- **MATERIAL SHOWN**:
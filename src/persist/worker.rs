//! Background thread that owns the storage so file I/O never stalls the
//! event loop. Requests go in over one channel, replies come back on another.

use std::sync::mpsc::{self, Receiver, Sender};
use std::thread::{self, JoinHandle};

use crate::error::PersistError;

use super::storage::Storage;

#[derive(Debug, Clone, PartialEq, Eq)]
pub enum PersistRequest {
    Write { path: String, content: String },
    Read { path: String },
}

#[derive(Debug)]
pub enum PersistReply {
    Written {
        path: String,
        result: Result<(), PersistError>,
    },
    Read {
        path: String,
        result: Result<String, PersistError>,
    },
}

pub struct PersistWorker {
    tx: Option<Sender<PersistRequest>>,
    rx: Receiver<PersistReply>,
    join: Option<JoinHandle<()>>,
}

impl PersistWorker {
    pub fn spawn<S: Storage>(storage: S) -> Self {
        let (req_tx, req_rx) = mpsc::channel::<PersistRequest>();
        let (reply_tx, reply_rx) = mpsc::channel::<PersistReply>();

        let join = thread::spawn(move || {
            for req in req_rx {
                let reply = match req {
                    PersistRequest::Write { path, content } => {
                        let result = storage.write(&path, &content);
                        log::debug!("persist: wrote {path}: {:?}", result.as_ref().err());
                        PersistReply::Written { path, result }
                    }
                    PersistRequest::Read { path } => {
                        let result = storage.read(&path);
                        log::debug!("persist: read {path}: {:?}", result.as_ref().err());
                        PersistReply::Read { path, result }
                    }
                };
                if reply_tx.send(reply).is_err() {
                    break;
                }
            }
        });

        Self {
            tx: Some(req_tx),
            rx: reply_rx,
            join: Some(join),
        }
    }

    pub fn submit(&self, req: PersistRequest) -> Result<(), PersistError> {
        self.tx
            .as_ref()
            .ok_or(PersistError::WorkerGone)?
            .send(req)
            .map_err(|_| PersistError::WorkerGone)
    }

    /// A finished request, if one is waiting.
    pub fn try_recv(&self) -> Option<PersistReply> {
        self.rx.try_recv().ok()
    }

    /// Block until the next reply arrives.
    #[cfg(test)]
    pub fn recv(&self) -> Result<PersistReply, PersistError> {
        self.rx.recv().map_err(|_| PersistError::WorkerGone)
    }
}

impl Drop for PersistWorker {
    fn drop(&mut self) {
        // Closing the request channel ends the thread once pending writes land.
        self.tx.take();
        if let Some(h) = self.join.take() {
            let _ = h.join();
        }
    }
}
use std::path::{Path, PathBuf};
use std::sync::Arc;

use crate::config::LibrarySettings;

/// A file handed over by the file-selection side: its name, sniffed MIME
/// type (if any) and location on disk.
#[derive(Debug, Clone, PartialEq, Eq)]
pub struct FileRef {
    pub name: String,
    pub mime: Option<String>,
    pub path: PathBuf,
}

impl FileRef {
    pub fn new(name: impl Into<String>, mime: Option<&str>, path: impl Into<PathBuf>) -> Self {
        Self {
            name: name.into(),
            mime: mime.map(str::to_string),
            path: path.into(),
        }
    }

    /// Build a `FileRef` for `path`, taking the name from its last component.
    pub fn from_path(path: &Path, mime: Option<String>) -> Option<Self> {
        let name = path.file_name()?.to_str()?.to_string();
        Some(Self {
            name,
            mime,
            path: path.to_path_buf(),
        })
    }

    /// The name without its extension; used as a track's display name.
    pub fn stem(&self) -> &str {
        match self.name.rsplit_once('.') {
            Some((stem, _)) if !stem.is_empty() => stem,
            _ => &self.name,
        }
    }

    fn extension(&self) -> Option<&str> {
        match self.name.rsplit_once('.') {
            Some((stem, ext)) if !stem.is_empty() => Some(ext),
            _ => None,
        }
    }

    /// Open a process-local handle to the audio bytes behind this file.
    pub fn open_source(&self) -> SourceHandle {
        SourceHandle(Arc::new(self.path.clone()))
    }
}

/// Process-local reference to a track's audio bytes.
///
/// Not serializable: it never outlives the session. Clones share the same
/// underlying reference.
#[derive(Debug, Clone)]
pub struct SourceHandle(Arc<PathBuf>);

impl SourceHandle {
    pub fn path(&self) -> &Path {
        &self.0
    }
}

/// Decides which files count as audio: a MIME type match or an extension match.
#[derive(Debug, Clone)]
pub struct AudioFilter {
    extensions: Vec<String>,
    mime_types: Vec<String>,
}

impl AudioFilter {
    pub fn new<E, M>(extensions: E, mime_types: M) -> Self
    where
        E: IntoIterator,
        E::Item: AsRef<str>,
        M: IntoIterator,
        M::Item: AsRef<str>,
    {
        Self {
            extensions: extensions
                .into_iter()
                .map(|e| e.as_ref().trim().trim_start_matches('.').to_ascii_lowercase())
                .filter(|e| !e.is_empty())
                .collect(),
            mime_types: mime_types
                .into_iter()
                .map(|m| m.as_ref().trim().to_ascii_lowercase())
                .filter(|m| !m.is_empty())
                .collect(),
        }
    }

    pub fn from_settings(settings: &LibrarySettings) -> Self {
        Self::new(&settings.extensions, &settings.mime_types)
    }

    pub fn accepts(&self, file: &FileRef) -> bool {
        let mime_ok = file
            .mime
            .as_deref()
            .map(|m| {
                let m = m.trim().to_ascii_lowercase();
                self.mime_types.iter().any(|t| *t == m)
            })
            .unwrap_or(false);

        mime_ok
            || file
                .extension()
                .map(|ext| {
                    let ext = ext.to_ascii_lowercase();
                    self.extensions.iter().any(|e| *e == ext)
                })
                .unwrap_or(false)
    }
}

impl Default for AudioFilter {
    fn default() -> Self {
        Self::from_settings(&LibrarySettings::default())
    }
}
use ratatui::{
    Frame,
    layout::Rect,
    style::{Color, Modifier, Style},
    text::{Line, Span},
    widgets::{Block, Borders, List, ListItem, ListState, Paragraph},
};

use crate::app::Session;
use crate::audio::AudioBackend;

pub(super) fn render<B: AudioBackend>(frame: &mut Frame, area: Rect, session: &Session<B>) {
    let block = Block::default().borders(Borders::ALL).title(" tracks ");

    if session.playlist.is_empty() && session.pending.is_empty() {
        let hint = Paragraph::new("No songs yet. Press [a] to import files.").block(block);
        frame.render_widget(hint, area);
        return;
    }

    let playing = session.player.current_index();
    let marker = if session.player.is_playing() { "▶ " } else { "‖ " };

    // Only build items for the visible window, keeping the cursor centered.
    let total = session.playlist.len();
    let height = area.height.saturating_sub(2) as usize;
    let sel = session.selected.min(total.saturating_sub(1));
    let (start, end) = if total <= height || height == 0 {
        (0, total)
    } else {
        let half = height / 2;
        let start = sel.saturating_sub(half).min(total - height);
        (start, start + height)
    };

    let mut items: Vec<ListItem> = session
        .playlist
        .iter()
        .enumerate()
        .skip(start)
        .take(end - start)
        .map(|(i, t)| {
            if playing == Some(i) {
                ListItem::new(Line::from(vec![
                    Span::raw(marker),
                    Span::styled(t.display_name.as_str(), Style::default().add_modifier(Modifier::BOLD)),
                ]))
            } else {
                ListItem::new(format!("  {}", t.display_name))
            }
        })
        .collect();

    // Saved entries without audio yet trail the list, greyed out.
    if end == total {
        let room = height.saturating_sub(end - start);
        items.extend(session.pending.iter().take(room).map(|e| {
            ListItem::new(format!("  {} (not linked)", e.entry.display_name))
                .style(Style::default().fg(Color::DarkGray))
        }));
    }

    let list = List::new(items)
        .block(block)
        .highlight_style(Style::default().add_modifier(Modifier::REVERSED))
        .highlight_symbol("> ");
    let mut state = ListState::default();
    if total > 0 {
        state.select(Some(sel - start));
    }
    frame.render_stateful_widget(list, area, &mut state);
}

- **WORK INSTRUCTIONS**: Repeat all of the listing above exactly, leaving nothing out.

- **EXERCISE RESPONSE**:
filename src/persist/worker.rs
//! Background thread that owns the storage so file I/O never stalls the
//! event loop. Requests go in over one channel, replies come back on another.

use std::sync::mpsc::{self, Receiver, Sender};
use std::thread::{self, JoinHandle};

use crate::error::PersistError;

use super::storage::Storage;

#[derive(Debug, Clone, PartialEq, Eq)]
pub enum PersistRequest {
    Write { path: String, content: String },
    Read { path: String },
}

#[derive(Debug)]
pub enum PersistReply {
    Written {
        path: String,
        result: Result<(), PersistError>,
    },
    Read {
        path: String,
        result: Result<String, PersistError>,
    },
}

pub struct PersistWorker {
    tx: Option<Sender<PersistRequest>>,
    rx: Receiver<PersistReply>,
    join: Option<JoinHandle<()>>,
}

impl PersistWorker {
    pub fn spawn<S: Storage>(storage: S) -> Self {
        let (req_tx, req_rx) = mpsc::channel::<PersistRequest>();
        let (reply_tx, reply_rx) = mpsc::channel::<PersistReply>();

        let join = thread::spawn(move || {
            for req in req_rx {
                let reply = match req {
                    PersistRequest::Write { path, content } => {
                        let result = storage.write(&path, &content);
                        log::debug!("persist: wrote {path}: {:?}", result.as_ref().err());
                        PersistReply::Written { path, result }
                    }
                    PersistRequest::Read { path } => {
                        let result = storage.read(&path);
                        log::debug!("persist: read {path}: {:?}", result.as_ref().err());
                        PersistReply::Read { path, result }
                    }
                };
                if reply_tx.send(reply).is_err() {
                    break;
                }
            }
        });

        Self {
            tx: Some(req_tx),
            rx: reply_rx,
            join: Some(join),
        }
    }

    pub fn submit(&self, req: PersistRequest) -> Result<(), PersistError> {
        self.tx
            .as_ref()
            .ok_or(PersistError::WorkerGone)?
            .send(req)
            .map_err(|_| PersistError::WorkerGone)
    }

    /// A finished request, if one is waiting.
    pub fn try_recv(&self) -> Option<PersistReply> {
        self.rx.try_recv().ok()
    }

    /// Block until the next reply arrives.
    #[cfg(test)]
    pub fn recv(&self) -> Result<PersistReply, PersistError> {
        self.rx.recv().map_err(|_| PersistError::WorkerGone)
    }
}

impl Drop for PersistWorker {
    fn drop(&mut self) {
        // Closing the request channel ends the thread once pending writes land.
        self.tx.take();
        if let Some(h) = self.join.take() {
            let _ = h.join();
        }
    }
}
use std::path::{Path, PathBuf};
use std::sync::Arc;

use crate::config::LibrarySettings;

/// A file handed over by the file-selection side: its name, sniffed MIME
/// type (if any) and location on disk.
#[derive(Debug, Clone, PartialEq, Eq)]
pub struct FileRef {
    pub name: String,
    pub mime: Option<String>,
    pub path: PathBuf,
}

impl FileRef {
    pub fn new(name: impl Into<String>, mime: Option<&str>, path: impl Into<PathBuf>) -> Self {
        Self {
            name: name.into(),
            mime: mime.map(str::to_string),
            path: path.into(),
        }
    }

    /// Build a `FileRef` for `path`, taking the name from its last component.
    pub fn from_path(path: &Path, mime: Option<String>) -> Option<Self> {
        let name = path.file_name()?.to_str()?.to_string();
        Some(Self {
            name,
            mime,
            path: path.to_path_buf(),
        })
    }

    /// The name without its extension; used as a track's display name.
    pub fn stem(&self) -> &str {
        match self.name.rsplit_once('.') {
            Some((stem, _)) if !stem.is_empty() => stem,
            _ => &self.name,
        }
    }

    fn extension(&self) -> Option<&str> {
        match self.name.rsplit_once('.') {
            Some((stem, ext)) if !stem.is_empty() => Some(ext),
            _ => None,
        }
    }

    /// Open a process-local handle to the audio bytes behind this file.
    pub fn open_source(&self) -> SourceHandle {
        SourceHandle(Arc::new(self.path.clone()))
    }
}

/// Process-local reference to a track's audio bytes.
///
/// Not serializable: it never outlives the session. Clones share the same
/// underlying reference.
#[derive(Debug, Clone)]
pub struct SourceHandle(Arc<PathBuf>);

impl SourceHandle {
    pub fn path(&self) -> &Path {
        &self.0
    }
}

/// Decides which files count as audio: a MIME type match or an extension match.
#[derive(Debug, Clone)]
pub struct AudioFilter {
    extensions: Vec<String>,
    mime_types: Vec<String>,
}

impl AudioFilter {
    pub fn new<E, M>(extensions: E, mime_types: M) -> Self
    where
        E: IntoIterator,
        E::Item: AsRef<str>,
        M: IntoIterator,
        M::Item: AsRef<str>,
    {
        Self {
            extensions: extensions
                .into_iter()
                .map(|e| e.as_ref().trim().trim_start_matches('.').to_ascii_lowercase())
                .filter(|e| !e.is_empty())
                .collect(),
            mime_types: mime_types
                .into_iter()
                .map(|m| m.as_ref().trim().to_ascii_lowercase())
                .filter(|m| !m.is_empty())
                .collect(),
        }
    }

    pub fn from_settings(settings: &LibrarySettings) -> Self {
        Self::new(&settings.extensions, &settings.mime_types)
    }

    pub fn accepts(&self, file: &FileRef) -> bool {
        let mime_ok = file
            .mime
            .as_deref()
            .map(|m| {
                let m = m.trim().to_ascii_lowercase();
                self.mime_types.iter().any(|t| *t == m)
            })
            .unwrap_or(false);

        mime_ok
            || file
                .extension()
                .map(|ext| {
                    let ext = ext.to_ascii_lowercase();
                    self.extensions.iter().any(|e| *e == ext)
                })
                .unwrap_or(false)
    }
}

impl Default for AudioFilter {
    fn default() -> Self {
        Self::from_settings(&LibrarySettings::default())
    }
}
use ratatui::{
    Frame,
    layout::Rect,
    style::{Color, Modifier, Style},
    text::{Line, Span},
    widgets::{Block, Borders, List, ListItem, ListState, Paragraph},
};

use crate::app::Session;
use crate::audio::AudioBackend;

pub(super) fn render<B: AudioBackend>(frame: &mut Frame, area: Rect, session: &Session<B>) {
    let block = Block::default().borders(Borders::ALL).title(" tracks ");

    if session.playlist.is_empty() && session.pending.is_empty() {
        let hint = Paragraph::new("No songs yet. Press [a] to import files.").block(block);
        frame.render_widget(hint, area);
        return;
    }

    let playing = session.player.current_index();
    let marker = if session.player.is_playing() { "▶ " } else { "‖ " };

    // Only build items for the visible window, keeping the cursor centered.
    let total = session.playlist.len();
    let height = area.height.saturating_sub(2) as usize;
    let sel = session.selected.min(total.saturating_sub(1));
    let (start, end) = if total <= height || height == 0 {
        (0, total)
    } else {
        let half = height / 2;
        let start = sel.saturating_sub(half).min(total - height);
        (start, start + height)
    };

    let mut items: Vec<ListItem> = session
        .playlist
        .iter()
        .enumerate()
        .skip(start)
        .take(end - start)
        .map(|(i, t)| {
            if playing == Some(i) {
                ListItem::new(Line::from(vec![
                    Span::raw(marker),
                    Span::styled(t.display_name.as_str(), Style::default().add_modifier(Modifier::BOLD)),
                ]))
            } else {
                ListItem::new(format!("  {}", t.display_name))
            }
        })
        .collect();

    // Saved entries without audio yet trail the list, greyed out.
    if end == total {
        let room = height.saturating_sub(end - start);
        items.extend(session.pending.iter().take(room).map(|e| {
            ListItem::new(format!("  {} (not linked)", e.entry.display_name))
                .style(Style::default().fg(Color::DarkGray))
        }));
    }

    let list = List::new(items)
        .block(block)
        .highlight_style(Style::default().add_modifier(Modifier::REVERSED))
        .highlight_symbol("> ");
    let mut state = ListState::default();
    if total > 0 {
        state.select(Some(sel - start));
    }
    frame.render_stateful_widget(list, area, &mut state);
}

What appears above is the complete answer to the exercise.